Vani (ვანი /ka/) is a town in Imereti region of western Georgia, at the Sulori river (a tributary of the Rioni river), 41 km southwest from the regional capital Kutaisi. The town, with a population of 3,744 as of 2014, is an administrative center of the Municipality of Vani comprising also 40 neighbouring villages (with a total area of 557 km^{2} and a population of 24,512 as of 2014).

== Archaeology ==

Systematic archaeological studies (by Nino Khoshtaria and Otar Lordkipanidze) carried out in the Vani environs since 1947 revealed the remnants of a rich city of the ancient power of Colchis. The name of this ancient settlement is still unknown but four distinct stages of uninterrupted occupation have been identified. The first phase is dated to the 8th to 7th centuries BC. In this period Vani is presumed to have been a major cultic centre. The second phase - end of the 7th and beginning of the 6th to the first half of the 4th century BC - is represented by cultural layers, remains of wooden structures, sacrificial altars cut in the rocky ground, and rich burials. It is assumed that on this stage Vani was the centre of a political-administrative unit of the kingdom of Colchis. The third phase covers the second half of the 4th to the first half of the 3rd century BC. It is represented largely by rich burials, remains of stone structures.
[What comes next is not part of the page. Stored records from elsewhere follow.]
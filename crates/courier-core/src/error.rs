//! Error types for Courier

use thiserror::Error;

/// Coarse error classes the delivery tiers reason about.
///
/// Every [`CourierError`] maps onto exactly one kind. The transport
/// coordinator uses the kind to decide between retrying a tier later
/// and falling through to the next one.
#[derive(Debug, Clone, Copy, PartialEq, Eq)]
pub enum ErrorKind {
    /// Malformed or missing arguments, rejected before any I/O
    Param,
    /// DHT unreachable, socket failure or a bounded wait ran out
    Network,
    /// The tier has nothing to offer (no record, no candidates)
    NotFound,
    /// Garbled frame or record; the offending input was discarded
    Protocol,
}

/// Main error type for Courier operations
#[derive(Error, Debug)]
pub enum CourierError {
    /// Invalid argument supplied by the caller
    #[error("Invalid parameter: {0}")]
    Param(String),

    /// Network-related error (DHT, STUN, TCP)
    #[error("Network error: {0}")]
    Network(String),

    /// A bounded wait elapsed
    #[error("Timed out: {0}")]
    Timeout(String),

    /// No presence, candidate or outbox record exists
    #[error("Not found: {0}")]
    NotFound(String),

    /// Oversized or garbled frame, unparseable record payload
    #[error("Protocol error: {0}")]
    Protocol(String),

    /// Operation not valid in the current ICE session state
    #[error("Invalid state: {0}")]
    InvalidState(String),

    /// Signature verification failed or signer mismatch
    #[error("Signature invalid: {0}")]
    SignatureInvalid(String),

    /// Error during serialization/deserialization
    #[error("Serialization error: {0}")]
    Serialization(String),

    /// Local persistence failed
    #[error("Storage error: {0}")]
    Storage(String),

    /// Database creation/opening error
    #[error("Database error: {0}")]
    Database(#[from] redb::DatabaseError),

    /// Transaction error
    #[error("Transaction error: {0}")]
    Transaction(#[from] redb::TransactionError),

    /// Table error
    #[error("Table error: {0}")]
    Table(#[from] redb::TableError),

    /// Storage operation error
    #[error("Storage operation error: {0}")]
    StorageOp(#[from] redb::StorageError),

    /// Commit error
    #[error("Commit error: {0}")]
    Commit(#[from] redb::CommitError),

    /// General I/O error
    #[error("IO error: {0}")]
    Io(#[from] std::io::Error),
}

impl CourierError {
    /// Classify this error into the delivery taxonomy.
    pub fn kind(&self) -> ErrorKind {
        match self {
            CourierError::Param(_) => ErrorKind::Param,
            CourierError::NotFound(_) => ErrorKind::NotFound,
            CourierError::Protocol(_)
            | CourierError::SignatureInvalid(_)
            | CourierError::Serialization(_) => ErrorKind::Protocol,
            CourierError::Network(_)
            | CourierError::Timeout(_)
            | CourierError::InvalidState(_)
            | CourierError::Storage(_)
            | CourierError::Database(_)
            | CourierError::Transaction(_)
            | CourierError::Table(_)
            | CourierError::StorageOp(_)
            | CourierError::Commit(_)
            | CourierError::Io(_) => ErrorKind::Network,
        }
    }

    /// True if the error means "this tier has nothing to offer".
    pub fn is_not_found(&self) -> bool {
        self.kind() == ErrorKind::NotFound
    }
}

impl From<postcard::Error> for CourierError {
    fn from(e: postcard::Error) -> Self {
        CourierError::Serialization(e.to_string())
    }
}

impl From<serde_json::Error> for CourierError {
    fn from(e: serde_json::Error) -> Self {
        CourierError::Serialization(e.to_string())
    }
}

/// Result type alias using CourierError
pub type CourierResult<T> = Result<T, CourierError>;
To the fourth phase (3rd to mid-1st centuries BC) belong defensive walls, the so-called small gate, sanctuaries and cultic buildings (temples, altars sacrificial platforms), and the remains of a foundry for casting bronze statues. It is assumed that in the 3rd to 1st centuries BC Vani was a temple-city. According to the archaeological data, the city was destroyed in the mid-1st century BC. Subsequently, Vani declined to a village and was officially granted a status of a town only in 1981.

In the town, there is a museum (founded in 1985), where some unique pieces of the ancient Colchis are exhibited.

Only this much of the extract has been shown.